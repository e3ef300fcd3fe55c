//! Runs every enabled section of a rule set against one package.

use std::any::Any;
use std::collections::BTreeSet;
use std::panic::{self, AssertUnwindSafe};
use std::time::Instant;

use tracing::{debug, debug_span, info, info_span, warn};

use psp_model::{CancellationToken, LevelCounts, RuleState, ValidationResult};
use psp_tools::ToolManager;

use crate::engine::Engine;
use crate::outcome::{RuleOutcome, RunOutcome, SectionOutcome};
use crate::progress::ProgressListener;
use crate::ruleset::{Rule, RuleSet, RulesSection, VariableDefinition};
use crate::scope::ProvidedValues;

/// Executes the functions bound to variables and rules.
pub trait RuleExecutor {
    /// Evaluates and stores one rule-set variable. Called in declaration
    /// order before the first rule.
    fn define_variable(&mut self, _variable: &VariableDefinition) {}

    /// Stores a variable whose evaluation could not complete.
    fn define_failed(&mut self, _variable: &VariableDefinition, _message: String) {}

    fn execute(&mut self, rule: &Rule) -> ValidationResult;
}

impl RuleExecutor for Engine<'_> {
    fn define_variable(&mut self, variable: &VariableDefinition) {
        Engine::define_variable(self, variable);
    }

    fn define_failed(&mut self, variable: &VariableDefinition, message: String) {
        Engine::define_failed(self, variable, message);
    }

    fn execute(&mut self, rule: &Rule) -> ValidationResult {
        self.validate(&rule.function)
    }
}

/// Mutable state of one run, indexed by section and rule id. The rule set
/// itself is never touched.
#[derive(Debug)]
struct RunState {
    sections: Vec<SectionRun>,
    rules: Vec<RuleRun>,
}

#[derive(Debug, Default)]
struct SectionRun {
    state: RuleState,
    counts: LevelCounts,
}

#[derive(Debug, Default)]
struct RuleRun {
    state: RuleState,
    result: ValidationResult,
}

impl RunState {
    fn new(rules: &RuleSet) -> Self {
        Self {
            sections: rules.sections().iter().map(|_| SectionRun::default()).collect(),
            rules: rules.rules().iter().map(|_| RuleRun::default()).collect(),
        }
    }
}

/// Validator for one rule set, with the caller's run options.
pub struct Validator<'a> {
    rules: &'a RuleSet,
    tools: &'a ToolManager,
    provided: ProvidedValues,
    skipped: BTreeSet<String>,
}

impl<'a> Validator<'a> {
    pub fn new(rules: &'a RuleSet, tools: &'a ToolManager) -> Self {
        Self {
            rules,
            tools,
            provided: ProvidedValues::default(),
            skipped: BTreeSet::new(),
        }
    }

    #[must_use]
    pub fn with_provided(mut self, provided: ProvidedValues) -> Self {
        self.provided = provided;
        self
    }

    /// Disables sections by name for this run only.
    #[must_use]
    pub fn with_skipped_sections<I, S>(mut self, names: I) -> Self
    where
        I: IntoIterator<Item = S>,
        S: Into<String>,
    {
        self.skipped.extend(names.into_iter().map(Into::into));
        self
    }

    pub fn is_enabled(&self, section: &RulesSection) -> bool {
        section.enabled && !self.skipped.contains(&section.name)
    }

    /// Runs all enabled sections with a fresh engine.
    pub fn run(
        &self,
        listener: &mut dyn ProgressListener,
        cancel: &CancellationToken,
    ) -> RunOutcome {
        let mut engine = Engine::new(self.rules, self.tools, &self.provided, cancel);
        self.run_with(&mut engine, listener, cancel)
    }

    /// Defines the rule-set variables, then runs all enabled sections,
    /// delegating each variable and rule to `executor`.
    pub fn run_with(
        &self,
        executor: &mut dyn RuleExecutor,
        listener: &mut dyn ProgressListener,
        cancel: &CancellationToken,
    ) -> RunOutcome {
        let started = Instant::now();
        let mut state = RunState::new(self.rules);
        let mut canceled = false;
        listener.run_started(self.rules.sections().len(), self.rules.rules().len());
        info!(
            sections = self.rules.sections().len(),
            rules = self.rules.rules().len(),
            "validation started"
        );
        for variable in self.rules.variables() {
            define_guarded(executor, variable);
        }

        for section in self.rules.sections() {
            if !self.is_enabled(section) {
                debug!(section = %section.name, "section skipped");
                listener.section_skipped(section);
                continue;
            }
            if cancel.is_canceled() {
                state.sections[section.id.index()].state = RuleState::Canceled;
                listener.section_canceled(section);
                canceled = true;
                break;
            }
            if self.run_section(section, executor, listener, cancel, &mut state) {
                canceled = true;
                break;
            }
        }

        let outcome = self.outcome(&state, canceled, started);
        info!(
            valid = outcome.is_valid(),
            canceled,
            errors = outcome.totals.error,
            warnings = outcome.totals.warning,
            infos = outcome.totals.info,
            "validation finished"
        );
        listener.run_finished(&outcome);
        outcome
    }

    /// Returns true when the run was canceled inside the section.
    fn run_section(
        &self,
        section: &RulesSection,
        executor: &mut dyn RuleExecutor,
        listener: &mut dyn ProgressListener,
        cancel: &CancellationToken,
        state: &mut RunState,
    ) -> bool {
        let span = info_span!("section", name = %section.name);
        let _guard = span.enter();
        state.sections[section.id.index()].state = RuleState::Running;
        listener.section_started(section);

        for rule in self.rules.rules_of(section) {
            if cancel.is_canceled() {
                state.rules[rule.id.index()].state = RuleState::Canceled;
                state.sections[section.id.index()].state = RuleState::Canceled;
                listener.rule_canceled(rule);
                listener.section_canceled(section);
                warn!(rule = %rule.name, "validation canceled");
                return true;
            }

            let rule_span = debug_span!("rule", name = %rule.name);
            let _rule_guard = rule_span.enter();
            state.rules[rule.id.index()].state = RuleState::Running;
            listener.rule_started(rule);

            let result = execute_guarded(executor, rule);
            let rule_counts = result.counts();
            let section_run = &mut state.sections[section.id.index()];
            section_run.counts.merge(rule_counts);
            let section_counts = section_run.counts;
            debug!(problems = result.len(), "rule finished");
            listener.rule_finished(rule, rule_counts, section_counts, &result);

            let rule_run = &mut state.rules[rule.id.index()];
            rule_run.state = RuleState::Finished;
            rule_run.result = result;
        }

        let section_run = &mut state.sections[section.id.index()];
        section_run.state = RuleState::Finished;
        listener.section_finished(section, section_run.counts);
        false
    }

    fn outcome(&self, state: &RunState, canceled: bool, started: Instant) -> RunOutcome {
        let mut totals = LevelCounts::default();
        let sections = self
            .rules
            .sections()
            .iter()
            .map(|section| {
                let section_run = &state.sections[section.id.index()];
                totals.merge(section_run.counts);
                SectionOutcome {
                    name: section.name.clone(),
                    description: section.description.clone(),
                    enabled: self.is_enabled(section),
                    state: section_run.state,
                    counts: section_run.counts,
                    rules: self
                        .rules
                        .rules_of(section)
                        .map(|rule| {
                            let rule_run = &state.rules[rule.id.index()];
                            RuleOutcome {
                                name: rule.name.clone(),
                                description: rule.description.clone(),
                                state: rule_run.state,
                                counts: rule_run.result.counts(),
                                problems: rule_run.result.clone(),
                            }
                        })
                        .collect(),
                }
            })
            .collect();
        RunOutcome {
            sections,
            totals,
            canceled,
            duration: started.elapsed(),
        }
    }
}

/// Runs one rule, turning a panic into a single ERROR so sibling rules still run.
fn execute_guarded(executor: &mut dyn RuleExecutor, rule: &Rule) -> ValidationResult {
    match panic::catch_unwind(AssertUnwindSafe(|| executor.execute(rule))) {
        Ok(result) => result,
        Err(payload) => {
            let detail = panic_detail(payload.as_ref());
            warn!(rule = %rule.name, %detail, "rule panicked");
            ValidationResult::single_error(format!("unexpected internal error: {detail}"))
        }
    }
}

/// Evaluates one variable, storing a panic as a failed evaluation.
fn define_guarded(executor: &mut dyn RuleExecutor, variable: &VariableDefinition) {
    let result = panic::catch_unwind(AssertUnwindSafe(|| executor.define_variable(variable)));
    if let Err(payload) = result {
        let detail = panic_detail(payload.as_ref());
        warn!(variable = %variable.name, %detail, "variable evaluation panicked");
        executor.define_failed(variable, format!("unexpected internal error: {detail}"));
    }
}

fn panic_detail(payload: &(dyn Any + Send)) -> String {
    if let Some(message) = payload.downcast_ref::<&str>() {
        (*message).to_string()
    } else if let Some(message) = payload.downcast_ref::<String>() {
        message.clone()
    } else {
        "unknown panic".to_string()
    }
}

* * *

• **Instructions to follow**: Everything from the line with "let section_counts = section_run.counts;" through the line with "rule_counts, section_counts, &result);" in the listing above must be retyped exactly, with nothing added.

• **Solution to this problem**:
            let section_counts = section_run.counts;
            debug!(problems = result.len(), "rule finished");
            listener.rule_finished(rule, rule_counts, section_counts, &result);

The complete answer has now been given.